Dashcams raise privacy issues for car dealerships

By Staff

Car dealerships should be aware of their responsibilities to customers when it comes to privacy, Toronto licensing and compliance lawyer Anar Dewshi tells

Although Ontario is not one of the provinces with its own private sector privacy law, Dewshi, principal of Dewshi Law Practice, says that businesses are still covered by the federal Personal Information Protection and Electronic Documents Act (PIPEDA), which applies to personal information held by private sector organizations that are not federally regulated, and who engage in commercial, for-profit activities.

“Car dealerships who operate in Ontario engage in commercial activity — which is defined under PIPEDA as any particular transaction, act, or conduct, or any regular course of conduct that is of a commercial character — are subject to the PIPEDA,” she says.

The CBC recently reported on the concerns of a man whose dashboard cameras were twice switched off while his car underwent work at a car dealership.

According to the story, a mechanic was shown on the footage noticing the cameras and then turning them off.

"Well, that kind of raises a flag," the car’s owner told the CBC. "Now I don't know what happened to my car for that time being. It's under their control now. They could do anything — they could speed off with it, they could have damages done to it. I don't know."

The man complained to the dealership, only to return for a second visit, following which he discovered an employee had not only turned off the cameras but had also deleted video files from the equipment.

"This is raising a concern with privacy because I have my family in my car and we have conversations,” the owner told the news outlet. “[The employee] actually had to go through footage to find their own footage to delete and this is a 100 per cent no-no, like you can't access people's private information to get rid of your own footage."

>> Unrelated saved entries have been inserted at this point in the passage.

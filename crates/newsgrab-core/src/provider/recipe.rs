//! Recipe provider: runs an external recipe runner and reads its articles
//! from stdout as JSON Lines.

use std::process::Stdio;

use chrono::{DateTime, Utc};
use futures::stream::{self, StreamExt};
use serde::Deserialize;
use tokio::io::{AsyncBufReadExt, AsyncReadExt, BufReader, Lines};
use tokio::process::{Child, ChildStdout, Command};
use tokio::task::JoinHandle;

use super::{CandidateProvider, CandidateStream, FetchWindow, ProviderKind, ProviderResult};
use crate::article::ArticleCandidate;
use crate::config::RecipeConfig;
use crate::error::ProviderError;
use crate::source::Source;

const STDERR_TAIL_CHARS: usize = 500;

/// One article line emitted by the recipe runner
#[derive(Debug, Clone, Default, Deserialize)]
pub struct RecipeArticle {
    #[serde(default)]
    pub title: Option<String>,
    #[serde(default)]
    pub url: Option<String>,
    #[serde(default)]
    pub guid: Option<String>,
    #[serde(default)]
    pub author: Option<String>,
    #[serde(default)]
    pub feed_title: Option<String>,
    #[serde(default)]
    pub summary: Option<String>,
    #[serde(default)]
    pub content: Option<String>,
    /// RFC 3339 timestamp
    #[serde(default)]
    pub published: Option<String>,
}

impl RecipeArticle {
    pub fn into_candidate(self, source_id: &str) -> ArticleCandidate {
        let published_at = self.published.as_deref().and_then(|raw| {
            DateTime::parse_from_rfc3339(raw.trim())
                .map(|dt| dt.with_timezone(&Utc))
                .map_err(|e| tracing::debug!("Ignoring unparsable publish date '{}': {}", raw, e))
                .ok()
        });

        ArticleCandidate {
            source_id: source_id.to_string(),
            title: self.title,
            url: self.url,
            guid: self.guid,
            author: self.author,
            feed_title: self.feed_title,
            summary: self.summary,
            content: self.content,
            published_at,
        }
    }
}

/// Parse a single JSON line from the runner
pub(crate) fn parse_line(line: &str, source_id: &str) -> ProviderResult<Option<ArticleCandidate>> {
    let line = line.trim();
    if line.is_empty() {
        return Ok(None);
    }
    let article: RecipeArticle = serde_json::from_str(line)
        .map_err(|e| ProviderError::parse_failure(format!("bad recipe output line: {}", e)))?;
    Ok(Some(article.into_candidate(source_id)))
}

pub struct RecipeProvider {
    command: Option<String>,
    args: Vec<String>,
    auth_exit_code: i32,
}

impl RecipeProvider {
    pub fn new(config: &RecipeConfig) -> Self {
        Self {
            command: config
                .command
                .as_deref()
                .map(str::trim)
                .filter(|c| !c.is_empty())
                .map(str::to_string),
            args: config.args.clone(),
            auth_exit_code: config.auth_exit_code,
        }
    }

    fn build_command(&self, program: &str, source: &Source, window: &FetchWindow) -> Command {
        let mut cmd = Command::new(program);
        cmd.args(&self.args)
            .arg("--recipe")
            .arg(&source.locator)
            .arg("--oldest-days")
            .arg(window.oldest_days.to_string())
            .arg("--max-articles")
            .arg(window.max_articles.to_string())
            .stdin(Stdio::null())
            .stdout(Stdio::piped())
            .stderr(Stdio::piped())
            .kill_on_drop(true);
        cmd
    }
}

/// Running recipe process whose stdout is consumed line by line
struct RecipeRun {
    source_id: String,
    program: String,
    auth_exit_code: i32,
    child: Child,
    lines: Lines<BufReader<ChildStdout>>,
    stderr: Option<JoinHandle<String>>,
    finished: bool,
}

impl RecipeRun {
    async fn next_candidate(mut self) -> Option<(ProviderResult<ArticleCandidate>, Self)> {
        if self.finished {
            return None;
        }
        loop {
            match self.lines.next_line().await {
                Ok(Some(line)) => match parse_line(&line, &self.source_id) {
                    Ok(Some(candidate)) => return Some((Ok(candidate), self)),
                    Ok(None) => continue,
                    Err(e) => {
                        self.finished = true;
                        let _ = self.child.start_kill();
                        return Some((Err(e), self));
                    }
                },
                Ok(None) => {
                    self.finished = true;
                    return match self.exit_error().await {
                        Some(e) => Some((Err(e), self)),
                        None => None,
                    };
                }
                Err(e) => {
                    self.finished = true;
                    let _ = self.child.start_kill();
                    return Some((
                        Err(ProviderError::unavailable(format!(
                            "failed to read output of {}: {}",
                            self.program, e
                        ))),
                        self,
                    ));
                }
            }
        }
    }

    /// Wait for the runner and map a non-zero exit to a provider error
    async fn exit_error(&mut self) -> Option<ProviderError> {
        let status = match self.child.wait().await {
            Ok(status) => status,
            Err(e) => {
                return Some(ProviderError::unavailable(format!(
                    "failed to wait for {}: {}",
                    self.program, e
                )))
            }
        };
        if status.success() {
            return None;
        }

        let stderr = match self.stderr.take() {
            Some(handle) => handle.await.unwrap_or_default(),
            None => String::new(),
        };
        let detail = stderr_tail(&stderr);

        if status.code() == Some(self.auth_exit_code) {
            Some(ProviderError::auth_required(format!(
                "recipe for '{}' needs credentials: {}",
                self.source_id, detail
            )))
        } else {
            Some(ProviderError::unavailable(format!(
                "{} exited with {}: {}",
                self.program, status, detail
            )))
        }
    }
}

fn stderr_tail(stderr: &str) -> String {
    let trimmed = stderr.trim();
    let count = trimmed.chars().count();
    if count <= STDERR_TAIL_CHARS {
        return trimmed.to_string();
    }
    trimmed.chars().skip(count - STDERR_TAIL_CHARS).collect()
}

#[async_trait::async_trait]
impl CandidateProvider for RecipeProvider {
    fn kind(&self) -> ProviderKind {
        ProviderKind::Recipe
    }

    async fn fetch_candidates(
        &self,
        source: &Source,
        window: &FetchWindow,
    ) -> ProviderResult<CandidateStream> {
        let program = self
            .command
            .as_deref()
            .ok_or_else(|| ProviderError::unavailable("no recipe command configured"))?;

        tracing::debug!("Running recipe '{}' for '{}'", source.locator, source.id);

        let mut child = self
            .build_command(program, source, window)
            .spawn()
            .map_err(|e| ProviderError::unavailable(format!("failed to spawn {}: {}", program, e)))?;

        let stdout = child
            .stdout
            .take()
            .ok_or_else(|| ProviderError::unavailable("recipe runner stdout not captured"))?;

        // Drain stderr concurrently so a chatty runner never blocks on a full pipe
        let stderr = child.stderr.take().map(|mut pipe| {
            tokio::spawn(async move {
                let mut buf = String::new();
                let _ = pipe.read_to_string(&mut buf).await;
                buf
            })
        });

        let run = RecipeRun {
            source_id: source.id.clone(),
            program: program.to_string(),
            auth_exit_code: self.auth_exit_code,
            child,
            lines: BufReader::new(stdout).lines(),
            stderr,
            finished: false,
        };

        Ok(stream::unfold(run, RecipeRun::next_candidate).boxed())
    }
}
pub mod articles;
pub mod fetch;
pub mod runs;
pub mod sources;
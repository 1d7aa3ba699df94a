use std::sync::Arc;

use crate::orchestrator::{FetchCycleResult, FetchOrchestrator};
use crate::source::SourceCatalog;
use crate::Result;

/// Unit of work the scheduler repeats
#[async_trait::async_trait]
pub trait Cycle: Send + Sync {
    async fn run_cycle(&self) -> Result<FetchCycleResult>;
}

/// Reads the catalog afresh and runs the orchestrator over it
pub struct FetchPipeline {
    catalog: Arc<dyn SourceCatalog>,
    orchestrator: FetchOrchestrator,
}

impl FetchPipeline {
    pub fn new(catalog: Arc<dyn SourceCatalog>, orchestrator: FetchOrchestrator) -> Self {
        Self {
            catalog,
            orchestrator,
        }
    }
}

#[async_trait::async_trait]
impl Cycle for FetchPipeline {
    async fn run_cycle(&self) -> Result<FetchCycleResult> {
        let sources = self.catalog.enabled_sources().await?;
        if sources.is_empty() {
            tracing::warn!("No enabled sources in the catalog");
        }
        self.orchestrator.run_cycle(&sources).await
    }
}
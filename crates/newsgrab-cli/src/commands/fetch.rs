use std::process::ExitCode;
use std::sync::Arc;
use std::time::Duration;

use anyhow::Result;
use tokio::sync::{mpsc, watch};
use tracing::info;

use newsgrab_core::{
    storage::Database, AppConfig, Catalog, FetchCycleResult, FetchOrchestrator, FetchPipeline,
    ScheduleMode, Scheduler, SchedulerEvent,
};

use crate::FetchArgs;

pub async fn run(mut config: AppConfig, args: FetchArgs) -> Result<ExitCode> {
    if let Some(max_articles) = args.max_articles {
        config.fetch.max_articles = max_articles;
    }
    let interval = match args.interval {
        Some(secs) => Some(Duration::from_secs(secs)),
        None => config.fetch.interval(),
    };
    let mode = ScheduleMode::from_interval(interval);

    let db = Database::new(&config).await?;
    let catalog = Catalog::from_config(&config)
        .await?
        .with_mode_override(args.mode)
        .with_only(args.source);
    let orchestrator = FetchOrchestrator::from_config(&config, db)?;
    let pipeline = FetchPipeline::new(Arc::new(catalog), orchestrator);

    // Create shutdown channel
    let (shutdown_tx, shutdown_rx) = watch::channel(false);

    tokio::spawn(async move {
        tokio::signal::ctrl_c().await.ok();
        info!("Received shutdown signal");
        let _ = shutdown_tx.send(true);
    });

    let (event_tx, mut event_rx) = mpsc::unbounded_channel();
    let printer = tokio::spawn(async move {
        while let Some(event) = event_rx.recv().await {
            match event {
                SchedulerEvent::CycleCompleted(result) => print_summary(&result),
                SchedulerEvent::CycleFailed { message } => {
                    eprintln!("Cycle failed: {}", message);
                }
            }
        }
    });

    if let ScheduleMode::Interval(period) = mode {
        println!(
            "Fetching every {} seconds. Press Ctrl+C to stop.",
            period.as_secs()
        );
    }

    let report = Scheduler::new(pipeline, mode)
        .with_event_sender(event_tx)
        .run(shutdown_rx)
        .await;

    // Sender is dropped with the scheduler, so the printer drains and exits
    let _ = printer.await;

    if report.is_success() {
        Ok(ExitCode::SUCCESS)
    } else {
        eprintln!("No fetch cycle completed.");
        Ok(ExitCode::FAILURE)
    }
}

fn print_summary(result: &FetchCycleResult) {
    println!(
        "\nCycle {} ({})",
        result.cycle_id,
        result.started_at.format("%Y-%m-%d %H:%M:%S")
    );

    if result.outcomes.is_empty() {
        println!("  No enabled sources.");
        return;
    }

    for outcome in &result.outcomes {
        match (outcome.provider_used, outcome.error()) {
            (Some(provider), _) => {
                let fallback = if outcome.via_fallback { ", fallback" } else { "" };
                println!(
                    "  {} [{}{}]: {} new, {} duplicate, {} skipped",
                    outcome.source_id,
                    provider,
                    fallback,
                    outcome.new,
                    outcome.duplicates,
                    outcome.malformed + outcome.stale
                );
            }
            (None, Some(error)) => {
                println!("  {} [FAILED]: {}", outcome.source_id, error);
            }
            (None, None) => {
                println!("  {} [FAILED]", outcome.source_id);
            }
        }
    }

    println!(
        "Total: {} found, {} new, {} duplicate, {} failed",
        result.total_found(),
        result.total_new(),
        result.total_duplicates(),
        result.failed_sources()
    );
}
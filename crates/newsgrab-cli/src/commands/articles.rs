use anyhow::Result;

use newsgrab_core::storage::{ArticleRepository, Database};
use newsgrab_core::AppConfig;

pub async fn run(config: &AppConfig, limit: u32, source: Option<&str>) -> Result<()> {
    let db = Database::new(config).await?;
    let repo = ArticleRepository::new(&db);
    let articles = repo.list_recent(source, limit).await?;

    if articles.is_empty() {
        println!("No articles stored yet.");
        println!("\nTo fetch articles, run:");
        println!("  newsgrab fetch");
        return Ok(());
    }

    println!(
        "Showing {} of {} stored articles:\n",
        articles.len(),
        repo.count().await?
    );

    for article in &articles {
        let title = article.title.as_deref().unwrap_or("(no title)");
        let published = article
            .published_at
            .map(|p| p.format("%Y-%m-%d %H:%M").to_string())
            .unwrap_or_else(|| "undated".to_string());

        println!("  [{}] {}", article.source_id, title);
        if let Some(url) = &article.url {
            println!("    URL: {}", url);
        }
        println!(
            "    Published: {}  Stored: {}",
            published,
            article.stored_at.format("%Y-%m-%d %H:%M")
        );
        println!();
    }

    Ok(())
}
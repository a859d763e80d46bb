use anyhow::Context as _;

use crate::domain::repository::PasswordHasher;
use crate::error::ApiError;

/// bcrypt with the library's default cost, run on the blocking thread pool.
#[derive(Debug, Clone, Copy, Default)]
pub struct BcryptHasher;

impl PasswordHasher for BcryptHasher {
    async fn hash(&self, plaintext: &str) -> Result<String, ApiError> {
        let plaintext = plaintext.to_owned();
        let hash = tokio::task::spawn_blocking(move || pwhash::bcrypt::hash(plaintext))
            .await
            .context("join password hashing task")?
            .context("hash password")?;
        Ok(hash)
    }
}
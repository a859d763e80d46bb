use sea_orm_migration::prelude::*;

#[derive(DeriveMigrationName)]
pub struct Migration;

#[async_trait::async_trait]
impl MigrationTrait for Migration {
    async fn up(&self, manager: &SchemaManager) -> Result<(), DbErr> {
        manager.create_table(lookup_table(Roles::Table)).await?;
        manager.create_table(lookup_table(AbioticFactors::Table)).await?;
        manager.create_table(lookup_table(MeasurementUnits::Table)).await?;
        manager.create_table(lookup_table(ImageTypes::Table)).await
    }

    async fn down(&self, manager: &SchemaManager) -> Result<(), DbErr> {
        manager
            .drop_table(Table::drop().table(ImageTypes::Table).to_owned())
            .await?;
        manager
            .drop_table(Table::drop().table(MeasurementUnits::Table).to_owned())
            .await?;
        manager
            .drop_table(Table::drop().table(AbioticFactors::Table).to_owned())
            .await?;
        manager
            .drop_table(Table::drop().table(Roles::Table).to_owned())
            .await
    }
}

/// Every lookup table has the same `(id, unique name)` shape.
fn lookup_table<T: IntoIden + 'static>(table: T) -> TableCreateStatement {
    Table::create()
        .table(table)
        .if_not_exists()
        .col(ColumnDef::new(Lookup::Id).uuid().not_null().primary_key())
        .col(ColumnDef::new(Lookup::Name).string().not_null().unique_key())
        .to_owned()
}

#[derive(DeriveIden)]
enum Lookup {
    Id,
    Name,
}

#[derive(DeriveIden)]
enum Roles {
    Table,
}

#[derive(DeriveIden)]
enum AbioticFactors {
    Table,
}

#[derive(DeriveIden)]
enum MeasurementUnits {
    Table,
}

#[derive(DeriveIden)]
enum ImageTypes {
    Table,
}
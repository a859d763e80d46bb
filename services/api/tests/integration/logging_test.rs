use std::fmt;
use std::sync::{Arc, Mutex};

use tracing::field::{Field, Visit};
use tracing::{Event, Subscriber};
use tracing_subscriber::Registry;
use tracing_subscriber::layer::{Context, Layer, SubscriberExt};

use ecodatum_api::usecase::image::{CreateImageInput, UpdateImageInput};
use ecodatum_api::usecase::measurement::UpdateMeasurementInput;
use ecodatum_api::usecase::organization::UpdateOrganizationInput;
use ecodatum_api::usecase::site::UpdateSiteInput;
use ecodatum_api::usecase::user::UpdateUserInput;
use ecodatum_domain::abiotic_factor::AbioticFactorName;
use ecodatum_domain::image_type::ImageTypeName;
use ecodatum_domain::measurement_unit::MeasurementUnitName;

use crate::helpers::{create_chain, setup};

/// Collects the message of every event emitted while installed.
#[derive(Clone, Default)]
struct Messages(Arc<Mutex<Vec<String>>>);

impl Messages {
    fn contains(&self, message: &str) -> bool {
        self.0.lock().unwrap().iter().any(|m| m == message)
    }
}

impl<S: Subscriber> Layer<S> for Messages {
    fn on_event(&self, event: &Event<'_>, _ctx: Context<'_, S>) {
        let mut visitor = MessageVisitor(None);
        event.record(&mut visitor);
        if let Some(message) = visitor.0 {
            self.0.lock().unwrap().push(message);
        }
    }
}

struct MessageVisitor(Option<String>);

impl Visit for MessageVisitor {
    fn record_str(&mut self, field: &Field, value: &str) {
        if field.name() == "message" {
            self.0 = Some(value.to_owned());
        }
    }

    fn record_debug(&mut self, field: &Field, value: &dyn fmt::Debug) {
        if field.name() == "message" {
            self.0 = Some(format!("{value:?}"));
        }
    }
}

#[tokio::test]
async fn should_log_every_update_and_delete() {
    let messages = Messages::default();
    let _guard = tracing::subscriber::set_default(Registry::default().with(messages.clone()));

    let (_, manager) = setup();
    let chain = create_chain(&manager).await;
    let measurement = manager
        .create_measurement_by_name(
            &chain.owner,
            &chain.survey,
            12.0,
            AbioticFactorName::Water,
            MeasurementUnitName::TemperatureCelsius,
        )
        .await
        .unwrap();
    let note = manager
        .create_note(&chain.owner, &chain.survey, "overcast".to_owned())
        .await
        .unwrap();
    let image = manager
        .create_image_by_name(
            &chain.owner,
            &chain.survey,
            ImageTypeName::Jpeg,
            CreateImageInput {
                base64_encoded: "/9j/4AAQ".to_owned(),
                description: None,
            },
        )
        .await
        .unwrap();

    manager
        .update_user(
            chain.owner.id,
            UpdateUserInput {
                name: Some("Owner".to_owned()),
                ..Default::default()
            },
        )
        .await
        .unwrap();
    manager
        .update_organization(
            chain.organization.id,
            UpdateOrganizationInput {
                description: Some("estuary".to_owned()),
                ..Default::default()
            },
        )
        .await
        .unwrap();
    manager
        .update_site(
            chain.site.id,
            UpdateSiteInput {
                altitude: Some(20.0),
                ..Default::default()
            },
        )
        .await
        .unwrap();
    manager.update_survey(chain.survey.id, None).await.unwrap();
    manager
        .update_measurement(
            measurement.id,
            UpdateMeasurementInput {
                value: Some(12.5),
                ..Default::default()
            },
        )
        .await
        .unwrap();
    manager
        .update_note(note.id, Some("rain".to_owned()))
        .await
        .unwrap();
    manager
        .update_image(
            image.id,
            UpdateImageInput {
                description: Some("bank".to_owned()),
                ..Default::default()
            },
        )
        .await
        .unwrap();
    manager.delete_measurement(measurement.id).await.unwrap();
    manager.delete_note(note.id).await.unwrap();
    manager.delete_image(image.id).await.unwrap();

    for expected in [
        "user updated",
        "organization updated",
        "site updated",
        "survey updated",
        "measurement updated",
        "note updated",
        "image updated",
        "measurement deleted",
        "note deleted",
        "image deleted",
    ] {
        assert!(messages.contains(expected), "no `{expected}` event");
    }
}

The Ontario Motor Vehicle Industry Council (OMVIC), the provincial regulator of car dealerships and salespersons in Ontario, provides guidance as to how these companies ought to handle personal information, the manner in which it is collected, and how it is used by businesses, and Dewshi says PIPEDA broadly defines personal information.

“It includes any factual or subjective information, whether recorded or not, about an identifiable individual,” she says, noting that it could include a person’s age, name, ID numbers, income, ethnic origin, opinions, evaluations, comments, and social status, among many other things.

As a result, there’s a strong argument to be made that PIPEDA applied in this instance, Dewshi says, noting there is a precedent of the privacy commissioner exercising jurisdiction over car dealerships.

She says there would likely have been no legal privacy issue had the mechanic stopped the recording without going any further, but that the action could still have serious ramifications for the business.

“Actions like this make a consumer question the business practices by the dealership and can jeopardize their reputation, integrity and transparency,” Dewshi says.

Dealerships are entitled to have a policy for turning off recording devices while mechanics complete work on a vehicle, she adds.

“However, the best practice is to ensure that the consumer is aware of this and the company obtains explicit consent from the vehicle's owner to turn off the recording,” Dewshi says.

The deletion of files from the video equipment could cause issues for the dealership since the process of removing the footage would likely have required the mechanic to review the customer’s personal information, she says.

“There is no requirement under PIPEDA that the personal information must be recorded, so simply the act of watching the footage could be a violation,” Dewshi says.